Agora, falando aqui como advogado de defesa das nossas minúsculas e indefesas irmãzinhas, as abelhas: é muito sério, não dá mais! precisamos abolir os agrotóxicos da nossa agricultura, com destaque para a da cana-de-açúcar no Estado de São Paulo. É possível fazer isso? Será que os grandes produtores rurais podem adotar práticas ambientalmente corretas? A resposta é:  sim! Para prová-lo, vou relatar na sequência um caso de sucesso de agricultura orgânica ligado ao setor sucroalcooleiro, aqui mesmo, no nosso estado Trata-se de um caso que se inicia pela produção de açúcar orgânico e posteriormente se estende para outros produtos. Refiro-me ao caso da Native, que se tornou referência nacional e internacional em termos de produtos agrícolas amigáveis ao meio ambiente.
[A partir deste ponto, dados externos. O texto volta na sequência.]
//! Geometry uploaded to the GPU.

use super::buffer::{create_immutable_buffer_from_iter, BufferAccess, BufferUsage, ImmutableBuffer, UploadError};
use super::device::Device;
use super::renderer::{FrameError, PassInFrame};

use crate::mesh::{MeshBuilder, MeshError, Vertex};

use std::path::Path;
use std::sync::Arc;

use vulkano::pipeline::GraphicsPipelineAbstract;

/// Device-local vertex data with optional indices.
pub struct Model {
	vertex_buffer: Arc<ImmutableBuffer<[Vertex]>>,
	index_buffer: Option<Arc<ImmutableBuffer<[u32]>>>,
	vertex_count: u32,
	index_count: u32,
}

/// Error during model creation.
#[derive(Debug, thiserror::Error)]
pub enum ModelError {
	/// Error during upload of vertex or index data.
	#[error(transparent)]
	Upload(#[from] UploadError),
	/// The mesh could not be loaded or is not drawable.
	#[error(transparent)]
	Mesh(#[from] MeshError),
}

impl Model {
	/// Upload the mesh to the device.
	///
	/// An index buffer is only created when the mesh has indices.
	pub fn new(device: &Device, mesh: &MeshBuilder) -> Result<Model, ModelError> {
		mesh.validate()?;

		let vertex_buffer = create_immutable_buffer_from_iter(device, mesh.vertices.iter().cloned(), BufferUsage::vertex_buffer())?;
		let index_buffer = match mesh.indices.is_empty() {
			true => None,
			false => Some(create_immutable_buffer_from_iter(device, mesh.indices.iter().cloned(), BufferUsage::index_buffer())?),
		};

		Ok(Model {
			vertex_buffer,
			index_buffer,
			vertex_count: mesh.vertices.len() as u32,
			index_count: mesh.indices.len() as u32,
		})
	}

	/// Load `<models_dir>/<name>.obj` and upload it.
	pub fn from_file(device: &Device, models_dir: &Path, name: &str) -> Result<Model, ModelError> {
		let path = models_dir.join(format!("{}.obj", name));
		let mesh = MeshBuilder::load_obj(&path)?;
		tracing::debug!("loaded {}: {} vertices", path.display(), mesh.vertices.len());
		Model::new(device, &mesh)
	}

	#[inline(always)]
	pub fn vertex_count(&self) -> u32 { self.vertex_count }

	#[inline(always)]
	pub fn index_count(&self) -> u32 { self.index_count }

	#[inline(always)]
	pub fn is_indexed(&self) -> bool { self.index_buffer.is_some() }

	/// Record a draw of this model into the active pass.
	///
	/// Uses the index buffer when the model has one, otherwise draws the vertices in order.
	pub fn draw<Pc>(
		&self,
		pass: &mut PassInFrame,
		pipeline: &Arc<dyn GraphicsPipelineAbstract + Send + Sync>,
		push_constants: Pc,
	) -> Result<(), FrameError>
	{
		let vertex_buffers = vec![self.vertex_buffer.clone() as Arc<dyn BufferAccess + Send + Sync>];
		let frame = &mut pass.frame;

		match &self.index_buffer {
			Some(index_buffer) => {
				frame.commands.draw_indexed(pipeline.clone(), &frame.dynamic_state, vertex_buffers, index_buffer.clone(), (), push_constants)?;
			},
			None => {
				frame.commands.draw(pipeline.clone(), &frame.dynamic_state, vertex_buffers, (), push_constants)?;
			},
		}
		Ok(())
	}
}

impl std::fmt::Debug for Model {
	fn fmt(&self, fmt: &mut std::fmt::Formatter) -> std::fmt::Result {
		fmt.debug_struct("Model")
			.field("vertex_count", &self.vertex_count)
			.field("index_count", &self.index_count)
			.finish()
	}
}
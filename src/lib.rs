//! ***Hex*** is a small Vulkan-rendered game client.
//!
//! The crate is split into:
//! - [graphics](graphics/index.html): hardware accelerated rendering (uses [vulkano](https://vulkano.rs/)).
//! - Scene state: [game objects](scene/index.html), the [camera](camera/index.html) and the [movement controller](controller/index.html).
//! - OS integration: the [window](window/index.html) and [input](input/index.html) state (uses [winit](https://docs.rs/winit/)).
//! - [Configuration](config/index.html) and the [requirement manifest](requirements/index.html).
//!
//! The [app](app/index.html) module ties everything into the main loop.

pub mod app;
pub mod camera;
pub mod config;
pub mod controller;
pub mod graphics;
pub mod input;
pub mod mesh;
pub mod requirements;
pub mod scene;
pub mod window;

pub use app::App;
pub use config::Config;
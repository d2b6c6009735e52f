// 🔗 Matching Engine - greedy cross-ledger pairing
// Each budget transaction claims the earliest unclaimed bank transaction with
// the same amount inside its date window

use crate::date_index::DateWindowIndex;
use crate::transaction::Transaction;
use chrono::{Days, NaiveDate};
use serde::{Deserialize, Serialize};
use std::ops::Range;
use tracing::trace;

/// Default search window, in days after the driving transaction's date
pub const DEFAULT_WINDOW_DAYS: u32 = 4;

// ============================================================================
// MATCH SUMMARY
// ============================================================================

#[derive(Debug, Clone, Copy, Default, PartialEq, Eq, Serialize, Deserialize)]
pub struct MatchSummary {
    /// Driving transactions that were still unpaired when the pass reached them
    pub attempted: usize,

    /// Pairings established by this pass
    pub paired: usize,
}

impl MatchSummary {
    pub fn unmatched(&self) -> usize {
        self.attempted - self.paired
    }
}

// ============================================================================
// MATCHING ENGINE
// ============================================================================

#[derive(Debug, Clone, Copy, PartialEq, Eq)]
pub struct MatchingEngine {
    /// Width of the search window in days (default: 4)
    pub window_days: u32,
}

impl MatchingEngine {
    pub fn new() -> Self {
        MatchingEngine {
            window_days: DEFAULT_WINDOW_DAYS,
        }
    }

    pub fn with_window(window_days: u32) -> Self {
        MatchingEngine { window_days }
    }

    /// Pair `drivers` against `candidates`, building the candidates' index.
    ///
    /// Both sequences must be sorted ascending by date.
    pub fn pair_transactions(
        &self,
        drivers: &mut [Transaction],
        candidates: &mut [Transaction],
    ) -> MatchSummary {
        let index = DateWindowIndex::build(candidates);
        self.pair_with_index(drivers, candidates, &index)
    }

    /// Pair using an index already built over `candidates`.
    ///
    /// Drivers are visited in order, so an earlier driver always gets first
    /// claim on a shared candidate. Drivers that are already paired are left
    /// alone, which makes a second pass a no-op.
    pub fn pair_with_index(
        &self,
        drivers: &mut [Transaction],
        candidates: &mut [Transaction],
        index: &DateWindowIndex,
    ) -> MatchSummary {
        debug_assert_eq!(index.sequence_len(), candidates.len());

        let mut summary = MatchSummary::default();

        for (driver_pos, driver) in drivers.iter_mut().enumerate() {
            if driver.is_paired() {
                continue;
            }
            summary.attempted += 1;

            let window = self.window(index, driver.date);
            let found = candidates[window.clone()]
                .iter()
                .position(|candidate| !candidate.is_paired() && candidate.amount == driver.amount)
                .map(|offset| window.start + offset);

            if let Some(candidate_pos) = found {
                driver.set_pair(candidate_pos);
                candidates[candidate_pos].set_pair(driver_pos);
                summary.paired += 1;

                trace!(
                    date = %driver.date,
                    amount = %driver.amount,
                    payee = %driver.payee,
                    counterpart = %candidates[candidate_pos].payee,
                    "paired"
                );
            }
        }

        summary
    }

    /// Exclusive end of the window that opens on `date`.
    ///
    /// `None` only when the end would fall past the last representable date.
    pub fn window_end(&self, date: NaiveDate) -> Option<NaiveDate> {
        date.checked_add_days(Days::new(u64::from(self.window_days)))
    }

    /// Candidate positions dated in `[date, date + window_days)`
    fn window(&self, index: &DateWindowIndex, date: NaiveDate) -> Range<usize> {
        let range = index.range_between(date, self.window_end(date));
        let end = range.end.min(index.sequence_len());
        range.start.min(end)..end
    }
}

impl Default for MatchingEngine {
    fn default() -> Self {
        Self::new()
    }
}

// ============================================================================
// TESTS
// ============================================================================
A marca Native está bastante visível no mercado, pois as cafeterias disponibilizam aos consumidores os saquinhos individuais com o açúcar orgânico da marca e as gôndolas dos supermercados sempre têm as embalagens de 1 kg do açúcar e vários outros produtos seus à mostra. Líder mundial na produção e comercialização de açúcar e álcool orgânicos, a Native adotou a causa da sustentabilidade e tem levado seus produtos para mais de 60 países de todos os continentes do planeta. As suas usinas, São Francisco e Santo Antônio, mantêm um viveiro com capacidade de gerar milhares de mudas de árvores nativas da flora brasileira. Mais de um milhão de árvores já foram plantadas em centenas de hectares. A implantação de um modelo agrícola de produção diferenciado resultou na formação de uma teia alimentar que permite a convivência do agronegócio com mais de 300 espécies de animais vertebrados, sendo que 244 são raras, como a onça parda, o tamanduá bandeira, o lobo guará, entre muitas outras (5).
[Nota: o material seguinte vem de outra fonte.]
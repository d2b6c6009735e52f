// 🧹 Transaction Normalizer - raw export rows → canonical transactions
// Applies each source's sign and filtering conventions, then sorts by date

use crate::parser::{BankRow, BudgetRow, ExportRow, RawExport};
use crate::transaction::{parse_amount, parse_date, parse_grouped_amount, Source, Transaction};
use anyhow::{Context, Result};
use tracing::debug;

/// Budget account value for unallocated placeholder rows
pub const UNASSIGNED_ACCOUNT: &str = "[none]";

/// Bank transaction type whose magnitude is money leaving the account.
/// Compared after trimming and ignoring ASCII case, so " Debit " also counts.
pub const DEBIT_TYPE: &str = "debit";

// ============================================================================
// PER-SOURCE CONVERSION
// ============================================================================

/// Normalize - convert one raw row into a canonical transaction
///
/// `Ok(None)` means the row is intentionally skipped. Any unparseable field
/// is an error; nothing is coerced.
pub trait Normalize: ExportRow {
    fn to_transaction(&self) -> Result<Option<Transaction>>;
}

impl Normalize for BudgetRow {
    fn to_transaction(&self) -> Result<Option<Transaction>> {
        if self.account == UNASSIGNED_ACCOUNT {
            return Ok(None);
        }

        let date = parse_date(&self.date).context("Invalid Date")?;
        let amount = parse_grouped_amount(&self.amount).context("Invalid Amount")?;

        Ok(Some(Transaction::new(
            date,
            self.name.clone(),
            amount,
            self.account.clone(),
            Source::Budget,
        )))
    }
}

impl Normalize for BankRow {
    fn to_transaction(&self) -> Result<Option<Transaction>> {
        let date = parse_date(&self.date).context("Invalid Date")?;
        let magnitude = parse_amount(&self.amount).context("Invalid Amount")?;

        let amount = if self.transaction_type.trim().eq_ignore_ascii_case(DEBIT_TYPE) {
            -magnitude
        } else {
            magnitude
        };

        Ok(Some(Transaction::new(
            date,
            self.description.clone(),
            amount,
            self.account_name.clone(),
            Source::Bank,
        )))
    }
}

// ============================================================================
// WHOLE-EXPORT NORMALIZATION
// ============================================================================

/// Normalize every row of an export into a chronologically sorted sequence.
///
/// Fails on the first malformed row, naming the file and line.
pub fn normalize<T: Normalize>(export: &RawExport<T>) -> Result<Vec<Transaction>> {
    let mut transactions = Vec::with_capacity(export.len());
    let mut skipped = 0usize;

    for row in &export.rows {
        let converted = row.fields.to_transaction().with_context(|| {
            format!(
                "Malformed {} row at line {} of {}",
                T::SOURCE.name(),
                row.line_number,
                export.source_file
            )
        })?;

        match converted {
            Some(tx) => transactions.push(tx),
            None => skipped += 1,
        }
    }

    sort_chronologically(&mut transactions);

    debug!(
        source = T::SOURCE.name(),
        file = %export.source_file,
        kept = transactions.len(),
        skipped,
        "normalized export"
    );

    Ok(transactions)
}

/// Ascending by date; rows on the same day keep their input order
pub fn sort_chronologically(transactions: &mut [Transaction]) {
    transactions.sort_by_key(|tx| tx.date);
}

/// Keep only budget transactions recorded against `account`
pub fn retain_account(transactions: &mut Vec<Transaction>, account: &str) -> usize {
    let before = transactions.len();
    transactions.retain(|tx| tx.account == account);
    before - transactions.len()
}

// ============================================================================
// TESTS
// ============================================================================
A Native tem vários produtos saudáveis, elaborados conforme os regulamentos da agricultura orgânica, com processos que aliam tecnologia com respeito ao solo, às florestas e aos animais. Além do açúcar, que é produzido sem queimadas e livre dos agroquímicos, ela desenvolveu várias parcerias com produtores orgânicos brasileiros e estrangeiros para oferecer aos consumidores produtos que compartilham dos mesmos princípios de sustentabilidade. Assim, ela  também atua nos segmentos de cafés, sucos, achocolatados e barras de chocolates, utilizando o cacau orgânico da Bahia, etc. Ela produz orgânicos e incentiva a sua produção através das suas parcerias, provando que é possível ao grande produtor rural produzir sem os venenos que matam os nossos insetos polinizadores, em particular as nossas irmãs abelhas que, além de prestarem um serviço de valor inestimável à natureza, produzem um alimento que pode ser classificado, no mínimo, como fantástico pelas suas qualidades nutritivas, o DOCE MEL.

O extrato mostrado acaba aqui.